[[ Task data, beginning ]]

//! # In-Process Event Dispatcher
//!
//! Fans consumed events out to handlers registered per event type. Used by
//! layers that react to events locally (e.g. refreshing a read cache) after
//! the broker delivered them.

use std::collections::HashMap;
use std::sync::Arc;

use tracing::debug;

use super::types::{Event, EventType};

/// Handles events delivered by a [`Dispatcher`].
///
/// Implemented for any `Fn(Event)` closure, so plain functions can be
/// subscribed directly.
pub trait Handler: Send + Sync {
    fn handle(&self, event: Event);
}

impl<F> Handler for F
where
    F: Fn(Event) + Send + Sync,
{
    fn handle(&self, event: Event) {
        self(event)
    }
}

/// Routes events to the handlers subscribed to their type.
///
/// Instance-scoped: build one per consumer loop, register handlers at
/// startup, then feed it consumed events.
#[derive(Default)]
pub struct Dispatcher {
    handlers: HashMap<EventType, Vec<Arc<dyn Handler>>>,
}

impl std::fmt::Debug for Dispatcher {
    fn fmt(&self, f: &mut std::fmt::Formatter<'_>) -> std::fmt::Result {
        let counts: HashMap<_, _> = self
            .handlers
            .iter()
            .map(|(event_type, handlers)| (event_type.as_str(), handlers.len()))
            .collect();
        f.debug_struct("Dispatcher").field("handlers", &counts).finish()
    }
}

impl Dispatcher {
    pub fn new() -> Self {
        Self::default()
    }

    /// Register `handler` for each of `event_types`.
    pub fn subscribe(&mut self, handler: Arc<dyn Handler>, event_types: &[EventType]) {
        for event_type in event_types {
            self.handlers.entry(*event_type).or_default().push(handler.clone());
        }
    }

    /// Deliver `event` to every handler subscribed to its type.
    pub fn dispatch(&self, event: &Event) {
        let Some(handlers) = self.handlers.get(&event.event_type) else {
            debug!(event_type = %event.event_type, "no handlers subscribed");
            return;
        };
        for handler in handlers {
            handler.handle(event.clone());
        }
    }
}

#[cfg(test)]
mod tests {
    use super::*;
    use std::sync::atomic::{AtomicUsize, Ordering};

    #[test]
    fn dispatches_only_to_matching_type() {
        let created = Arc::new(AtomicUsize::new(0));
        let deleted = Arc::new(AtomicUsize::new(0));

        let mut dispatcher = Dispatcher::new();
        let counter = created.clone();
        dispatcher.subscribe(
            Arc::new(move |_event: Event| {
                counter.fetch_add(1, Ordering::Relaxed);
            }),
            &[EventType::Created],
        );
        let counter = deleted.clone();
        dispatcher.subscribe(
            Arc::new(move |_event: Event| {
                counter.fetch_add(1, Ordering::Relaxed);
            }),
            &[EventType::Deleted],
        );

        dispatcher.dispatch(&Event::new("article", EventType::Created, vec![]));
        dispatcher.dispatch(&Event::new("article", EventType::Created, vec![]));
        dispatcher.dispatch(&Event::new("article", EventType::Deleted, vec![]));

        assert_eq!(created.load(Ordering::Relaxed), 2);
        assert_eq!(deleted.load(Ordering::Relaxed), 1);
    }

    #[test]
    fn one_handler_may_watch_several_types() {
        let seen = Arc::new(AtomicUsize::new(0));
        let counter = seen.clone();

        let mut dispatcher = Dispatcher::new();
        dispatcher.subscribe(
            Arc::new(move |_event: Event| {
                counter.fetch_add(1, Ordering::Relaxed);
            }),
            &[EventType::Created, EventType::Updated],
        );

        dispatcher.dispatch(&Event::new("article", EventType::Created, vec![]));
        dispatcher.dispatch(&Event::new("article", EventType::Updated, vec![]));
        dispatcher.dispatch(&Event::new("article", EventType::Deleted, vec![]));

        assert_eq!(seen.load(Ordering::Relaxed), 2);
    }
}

[[ Task data, end ]]

Could you copy every line in the records that holds "Ordering"?

    use std::sync::atomic::{AtomicUsize, Ordering};
                counter.fetch_add(1, Ordering::Relaxed);
                counter.fetch_add(1, Ordering::Relaxed);
        assert_eq!(created.load(Ordering::Relaxed), 2);
        assert_eq!(deleted.load(Ordering::Relaxed), 1);
                counter.fetch_add(1, Ordering::Relaxed);
        assert_eq!(seen.load(Ordering::Relaxed), 2);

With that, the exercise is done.